[[ MATERIAL TO PROCESS, beginning ]]

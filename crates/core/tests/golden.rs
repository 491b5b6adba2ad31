//! Golden tests: generate clients for the catalog fixture and compare them
//! with the checked-in Java sources.

#![allow(clippy::unwrap_used, clippy::expect_used)]

use jaxgen_core::{
    BindingPolicy, ClientGenerator, DescriptorBundle, GenerateError, GeneratorOptions,
    TypeIntrospect,
};

const CATALOG: &str = include_str!("fixtures/catalog.json");

fn bundle() -> DescriptorBundle {
    serde_json::from_str(CATALOG).expect("catalog fixture parses")
}

fn generate(name: &str, options: GeneratorOptions) -> (String, String) {
    let bundle = bundle();
    let resource = bundle
        .resources()
        .find(|ty| ty.qualified_name() == name)
        .expect("resource present");
    let file = ClientGenerator::new(options)
        .generate(resource, &bundle)
        .unwrap();
    (
        file.relative_path().to_string_lossy().replace('\\', "/"),
        file.to_source(),
    )
}

fn assert_golden(actual: &str, expected: &str) {
    assert_eq!(actual.trim_end(), expected.trim_end());
}

#[test]
fn test_only_rooted_types_are_resources() {
    let bundle = bundle();
    let names: Vec<_> = bundle.resources().map(|ty| ty.qualified_name()).collect();
    assert_eq!(
        names,
        vec!["com.acme.catalog.ItemEndpoint", "com.acme.catalog.StockEndpoint"]
    );
}

#[test]
fn test_interface_client() {
    let (path, source) = generate("com.acme.catalog.ItemEndpoint", GeneratorOptions::default());
    assert_eq!(path, "com/acme/catalog/ItemEndpointClient.java");
    assert_golden(&source, include_str!("expected/ItemEndpointClient.java"));
}

#[test]
fn test_interface_client_ignores_async_mode() {
    let options = GeneratorOptions {
        async_mode: true,
        ..GeneratorOptions::default()
    };
    let (path, source) = generate("com.acme.catalog.ItemEndpoint", options);
    assert_eq!(path, "com/acme/catalog/ItemEndpointClient.java");
    assert_golden(&source, include_str!("expected/ItemEndpointClient.java"));
}

#[test]
fn test_class_client() {
    let (path, source) = generate("com.acme.catalog.StockEndpoint", GeneratorOptions::default());
    assert_eq!(path, "com/acme/catalog/StockEndpointClient.java");
    assert_golden(&source, include_str!("expected/StockEndpointClient.java"));
}

#[test]
fn test_async_class_client() {
    let options = GeneratorOptions {
        async_mode: true,
        ..GeneratorOptions::default()
    };
    let (path, source) = generate("com.acme.catalog.StockEndpoint", options);
    assert_eq!(path, "com/acme/catalog/StockEndpointAsyncClient.java");
    assert_golden(&source, include_str!("expected/StockEndpointAsyncClient.java"));
}

#[test]
fn test_strict_policy_rejects_unreadable_bean_member() {
    let bundle = bundle();
    let generator = ClientGenerator::new(GeneratorOptions {
        async_mode: false,
        policy: BindingPolicy::Strict,
    });

    let mut resources = bundle.resources();
    let items = resources.next().unwrap();
    let err = generator.generate(items, &bundle).unwrap_err();
    assert_eq!(
        err,
        GenerateError::InaccessibleBeanMember {
            bean: "com.acme.catalog.ItemFilter".into(),
            member: "internal".into(),
        }
    );

    // the class resource has nothing ambiguous, strict output is identical
    let stock = resources.next().unwrap();
    let source = generator.generate_source(stock, &bundle).unwrap();
    assert_golden(&source, include_str!("expected/StockEndpointClient.java"));
}

#[test]
fn test_missing_bean_type_is_fatal() {
    let mut bundle = bundle();
    bundle
        .types
        .retain(|ty| ty.name != "com.acme.catalog.ItemFilter");
    let err = ClientGenerator::default()
        .generate(&bundle.types[0], &bundle)
        .unwrap_err();
    assert_eq!(
        err,
        GenerateError::UnknownBeanType("com.acme.catalog.ItemFilter".into())
    );
}
//! Errors raised while generating one client.

use thiserror::Error;

use crate::typeref::TypeRef;

/// Configuration errors that abort generation of one resource type.
#[derive(Debug, Clone, PartialEq, Eq, Error)]
pub enum GenerateError {
    /// The resource type has no type-level `@Path`.
    #[error("{0} has no @Path annotation")]
    MissingRootPath(String),

    /// A path template variable has no `@PathParam` binding.
    #[error("{method}: path variable `{name}` has no matching @PathParam")]
    PathParamMismatch {
        /// `Type.method` of the endpoint.
        method: String,
        /// Template variable without a binding.
        name: String,
    },

    /// A `@CookieParam` bound to neither `Cookie` nor `String`.
    #[error("cookie param `{label}` must be javax.ws.rs.core.Cookie or java.lang.String, found {ty}")]
    UnsupportedCookieType {
        /// Cookie name.
        label: String,
        /// Declared parameter type.
        ty: TypeRef,
    },

    /// A `@BeanParam` type the lookup does not know.
    #[error("bean param type {0} is not available")]
    UnknownBeanType(String),

    /// Strict mode: an element carries several binding annotations.
    #[error("{element} carries more than one binding")]
    AmbiguousBinding {
        /// `Type.member` of the annotated element.
        element: String,
    },

    /// Strict mode: a method carries several HTTP method annotations.
    #[error("{method} declares more than one HTTP method annotation")]
    MultipleVerbs {
        /// `Type.method` of the endpoint.
        method: String,
    },

    /// Strict mode: an endpoint has several unannotated parameters.
    #[error("{method} declares more than one unannotated entity parameter")]
    MultipleEntities {
        /// `Type.method` of the endpoint.
        method: String,
    },

    /// Strict mode: a bound bean member is readable neither by getter nor
    /// by field.
    #[error("bean {bean}: member `{member}` has no getter and is not accessible")]
    InaccessibleBeanMember {
        /// Qualified bean type name.
        bean: String,
        /// Field or constructor parameter name.
        member: String,
    },
}
//! Batch driver for jaxgen.
//!
//! Loads descriptor files, generates one client per resource type and
//! writes, prints or checks the results. Failures are reported per resource
//! and turn the exit code to 1 without stopping the batch.

use jaxgen_core::{ClientGenerator, TypeIntrospect};
use std::io;
use std::path::Path;
use tracing::{error, info, warn};

pub mod args;
pub mod config;
pub mod load;
mod logging;
pub mod output;

pub use args::Cli;
pub use config::Settings;
pub use logging::{LOG_ENV, init_tracing};
pub use output::GeneratedFile;

/// Counts from one run.
#[derive(Debug, Clone, Copy, Default, PartialEq, Eq)]
pub struct Outcome {
    /// Clients generated successfully.
    pub generated: usize,
    /// Resources whose generation failed.
    pub failed: usize,
    /// Clients that differ from the output directory (`--check` only).
    pub changed: usize,
}

impl Outcome {
    /// 1 when any resource failed or any checked client is stale.
    pub fn exit_code(&self) -> i32 {
        i32::from(self.failed > 0 || self.changed > 0)
    }
}

/// Generate clients for every resource type in `bundle`.
fn generate_all(
    generator: &ClientGenerator,
    bundle: &jaxgen_core::DescriptorBundle,
    outcome: &mut Outcome,
) -> Vec<GeneratedFile> {
    let mut files = Vec::new();
    for resource in bundle.resources() {
        match generator.generate(resource, bundle) {
            Ok(file) => {
                files.push(GeneratedFile {
                    rel_path: file.relative_path(),
                    source: file.to_source(),
                });
                outcome.generated += 1;
            }
            Err(err) => {
                error!("{}: {err}", resource.qualified_name());
                outcome.failed += 1;
            }
        }
    }
    if outcome.generated + outcome.failed == 0 {
        warn!("No resource types found (no type carries a root path)");
    }
    files
}

/// Run with paths resolved against `cwd`.
pub fn execute(cli: &Cli, cwd: &Path) -> Result<Outcome, String> {
    let settings = Settings::resolve(cli, cwd)?;
    let inputs: Vec<_> = cli.paths.iter().map(|path| cwd.join(path)).collect();
    let bundle = load::load_bundle(&inputs)?;

    let mut outcome = Outcome::default();
    let files = generate_all(&ClientGenerator::new(settings.options), &bundle, &mut outcome);

    if cli.stdout {
        output::print_all(&files, &mut io::stdout().lock())
            .map_err(|err| format!("Failed to print sources: {err}"))?;
    } else if cli.check {
        outcome.changed = output::check_all(&files, &settings.out_dir, &mut io::stdout().lock())?;
        if outcome.changed > 0 {
            info!("{} of {} clients are out of date", outcome.changed, files.len());
        }
    } else {
        output::write_all(&files, &settings.out_dir)?;
    }

    if outcome.failed > 0 {
        error!("{} of {} resources failed", outcome.failed, outcome.generated + outcome.failed);
    }
    Ok(outcome)
}

/// Run from the process working directory and map the result to an exit
/// code.
pub fn run(cli: Cli) -> i32 {
    let cwd = match std::env::current_dir() {
        Ok(cwd) => cwd,
        Err(err) => {
            eprintln!("Failed to determine working directory: {err}");
            return 1;
        }
    };
    match execute(&cli, &cwd) {
        Ok(outcome) => outcome.exit_code(),
        Err(err) => {
            eprintln!("{err}");
            1
        }
    }
}
//! Naming and literal helpers shared by extraction and emission.

use std::collections::HashSet;
use std::sync::LazyLock;

/// Java keywords and literals that cannot be used as identifiers.
pub static JAVA_RESERVED_WORDS: LazyLock<HashSet<&'static str>> = LazyLock::new(|| {
    [
        "abstract",
        "assert",
        "boolean",
        "break",
        "byte",
        "case",
        "catch",
        "char",
        "class",
        "const",
        "continue",
        "default",
        "do",
        "double",
        "else",
        "enum",
        "extends",
        "false",
        "final",
        "finally",
        "float",
        "for",
        "goto",
        "if",
        "implements",
        "import",
        "instanceof",
        "int",
        "interface",
        "long",
        "native",
        "new",
        "null",
        "package",
        "private",
        "protected",
        "public",
        "return",
        "short",
        "static",
        "strictfp",
        "super",
        "switch",
        "synchronized",
        "this",
        "throw",
        "throws",
        "transient",
        "true",
        "try",
        "void",
        "volatile",
        "while",
        "_",
    ]
    .into_iter()
    .collect()
});

fn is_ident_start(c: char) -> bool {
    c.is_alphabetic() || c == '_' || c == '$'
}

fn is_ident_part(c: char) -> bool {
    c.is_alphanumeric() || c == '_' || c == '$'
}

/// True if `name` can be used verbatim as a Java identifier.
pub fn is_java_identifier(name: &str) -> bool {
    let mut chars = name.chars();
    chars.next().is_some_and(is_ident_start)
        && chars.all(is_ident_part)
        && !JAVA_RESERVED_WORDS.contains(name)
}

/// Turn a wire label into a Java parameter name.
///
/// Valid identifiers are kept as-is. Anything else is split on
/// non-identifier characters and joined in camelCase (`X-Trace-Id` →
/// `xTraceId`); a leading digit or a reserved word gets a `_` prefix.
pub fn java_identifier(label: &str) -> String {
    if is_java_identifier(label) {
        return label.to_string();
    }

    let mut result = String::new();
    for part in label.split(|c: char| !is_ident_part(c)) {
        let mut chars = part.chars();
        let Some(first) = chars.next() else {
            continue;
        };
        if result.is_empty() {
            result.extend(first.to_lowercase());
        } else {
            result.extend(first.to_uppercase());
        }
        result.extend(chars);
    }

    if result.is_empty() {
        return "value".to_string();
    }
    if !result.starts_with(is_ident_start) || JAVA_RESERVED_WORDS.contains(result.as_str()) {
        result.insert(0, '_');
    }
    result
}

/// Escape a string for a Java string literal.
pub fn escape_java_string(s: &str) -> String {
    let mut out = String::with_capacity(s.len());
    for c in s.chars() {
        match c {
            '\\' => out.push_str("\\\\"),
            '"' => out.push_str("\\\""),
            '\n' => out.push_str("\\n"),
            '\r' => out.push_str("\\r"),
            '\t' => out.push_str("\\t"),
            c => out.push(c),
        }
    }
    out
}

/// Hands out unique names: `entity`, then `entity2`, `entity3`, ...
#[derive(Debug, Default, Clone)]
pub struct NameAllocator {
    taken: HashSet<String>,
}

impl NameAllocator {
    /// Allocator with no names taken.
    pub fn new() -> Self {
        Self::default()
    }

    /// Mark `name` as used without renaming it.
    pub fn reserve(&mut self, name: &str) {
        self.taken.insert(name.to_string());
    }

    /// True once `name` is reserved or claimed.
    pub fn is_taken(&self, name: &str) -> bool {
        self.taken.contains(name)
    }

    /// `base` if free, else `base` with the first free numeric suffix.
    pub fn claim(&mut self, base: &str) -> String {
        if self.taken.insert(base.to_string()) {
            return base.to_string();
        }
        let mut n = 2;
        loop {
            let candidate = format!("{base}{n}");
            if self.taken.insert(candidate.clone()) {
                return candidate;
            }
            n += 1;
        }
    }
}

#[cfg(test)]
#[allow(clippy::unwrap_used, clippy::expect_used)]
mod tests {
    use super::*;

    #[test]
    fn test_java_identifier() {
        assert_eq!(java_identifier("limit"), "limit");
        assert_eq!(java_identifier("Limit"), "Limit");
        assert_eq!(java_identifier("X-Trace-Id"), "xTraceId");
        assert_eq!(java_identifier("page.size"), "pageSize");
        assert_eq!(java_identifier("class"), "_class");
        assert_eq!(java_identifier("2fa"), "_2fa");
        assert_eq!(java_identifier("--"), "value");
        assert_eq!(java_identifier(""), "value");
    }

    #[test]
    fn test_is_java_identifier() {
        assert!(is_java_identifier("entity"));
        assert!(is_java_identifier("$x_1"));
        assert!(!is_java_identifier("new"));
        assert!(!is_java_identifier("a-b"));
        assert!(!is_java_identifier(""));
    }

    #[test]
    fn test_escape_java_string() {
        assert_eq!(escape_java_string(r#"a"b\c"#), r#"a\"b\\c"#);
        assert_eq!(escape_java_string("line\nnext"), "line\\nnext");
    }

    #[test]
    fn test_name_allocator() {
        let mut names = NameAllocator::new();
        names.reserve("base");
        assert!(names.is_taken("base"));
        assert_eq!(names.claim("context"), "context");
        assert_eq!(names.claim("context"), "context2");
        assert_eq!(names.claim("context"), "context3");
        assert_eq!(names.claim("base"), "base2");
    }
}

[[ MATERIAL TO PROCESS, end ]]

**PROBLEM STATEMENT**.
Filter the entries above and keep only the lines with the word "derive".

**YOUR SOLUTION**.
#[derive(Debug, Clone, PartialEq, Eq, Error)]
#[derive(Debug, Clone, Copy, Default, PartialEq, Eq)]
#[derive(Debug, Default, Clone)]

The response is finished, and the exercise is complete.